—¿Todavía dudas de mi sinceridad? Atiende a lo que escribo con lápiz en este papel.

Apoyando un pedazo de papel en la pared, escribí lo siguiente, que por encima de mi hombro leía Jean-Jean:

«Confía en el portador de este escrito, que es un amigo mío y de tu mamá la condesa de ***, y al cual señalarás el sitio y hora en que puedo verte, pues habiendo venido a Salamanca decidido a salvarte, no saldré de aquí sin ti.—Gabriel.»

—¿Nada más que esto? —dijo tomando el papel y observándolo con la atención profunda del anticuario que quiere descifrar una inscripción oscura.

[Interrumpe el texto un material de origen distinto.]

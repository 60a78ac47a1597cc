//! Property tests for signing and backoff.

use std::time::Duration;

use courier_delivery::{
    retry::{backoff_delay, RetryDecision, RetryPolicy, MAX_BACKOFF},
    signing::{sign, verify_signature},
};
use proptest::prelude::*;

proptest! {
    #[test]
    fn signature_round_trips(body in proptest::collection::vec(any::<u8>(), 0..512), secret in "[a-zA-Z0-9_]{1,64}") {
        prop_assert!(verify_signature(&body, &sign(&body, &secret).unwrap(), &secret));
    }

    #[test]
    fn flipping_any_byte_breaks_the_signature(
        body in proptest::collection::vec(any::<u8>(), 1..256),
        index in any::<prop::sample::Index>(),
        flip in 1u8..=255,
    ) {
        let signature = sign(&body, "whsec_prop").unwrap();
        let mut tampered = body.clone();
        let i = index.index(tampered.len());
        tampered[i] ^= flip;
        prop_assert!(!verify_signature(&tampered, &signature, "whsec_prop"));
    }

    #[test]
    fn backoff_never_decreases_and_never_exceeds_cap(base in 1u64..=3600, attempt in 1i32..40) {
        let base = Duration::from_secs(base);
        let current = backoff_delay(base, attempt);
        let next = backoff_delay(base, attempt + 1);
        prop_assert!(next >= current);
        prop_assert!(next <= MAX_BACKOFF);
        prop_assert!(backoff_delay(base, 1) == base);
    }

    #[test]
    fn retries_are_granted_only_below_max_attempts(max_retries in 0i32..=10, attempt in 1i32..=12) {
        let policy = RetryPolicy { max_attempts: max_retries + 1, base_delay: Duration::from_secs(60) };
        let decision = policy.decide(attempt, chrono::Utc::now());
        prop_assert_eq!(matches!(decision, RetryDecision::Retry { .. }), attempt < max_retries + 1);
    }
}

#[test]
fn sixty_second_base_follows_documented_schedule() {
    let base = Duration::from_secs(60);
    let delays: Vec<u64> = (1..=8).map(|n| backoff_delay(base, n).as_secs()).collect();
    assert_eq!(delays, vec![60, 120, 240, 480, 960, 1920, 3600, 3600]);
}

—Concluyamos. Tú llevas ese papel; procura entregarlo a la señorita Inés, y si me traes en el dorso del mismo una sola letra suya, aunque sea trazada con la uña, te entregaré los seis doblones que llevo aquí, dejando para recompensar servicios de más importancia lo que guardé en el mesón.

—¡Sí, bonito negocio! —dijo el francés con desdén—. Yo voy a la calle del Cáliz, y en cuanto me aleje, vos, que no deseáis sino perderme de vista, echáis a correr, y...

—Iremos juntos y te esperaré en la puerta.

—Es lo mismo, porque si subo y os dejo fuera...

—¡Desconfías de mí, miserable! —exclamé inflamado por la indignación, que se mostró de un modo terrible en mi voz y en mi gesto.

—Sí, desconfío... En fin, voy a proponeros una cosa, que me dará garantía contra vos. Mientras voy a la calle del Cáliz, os dejaré encerrado en paraje muy seguro, del cual es imposible escapar. Cuando vuelva de mi comisión, os sacaré y me daréis el dinero.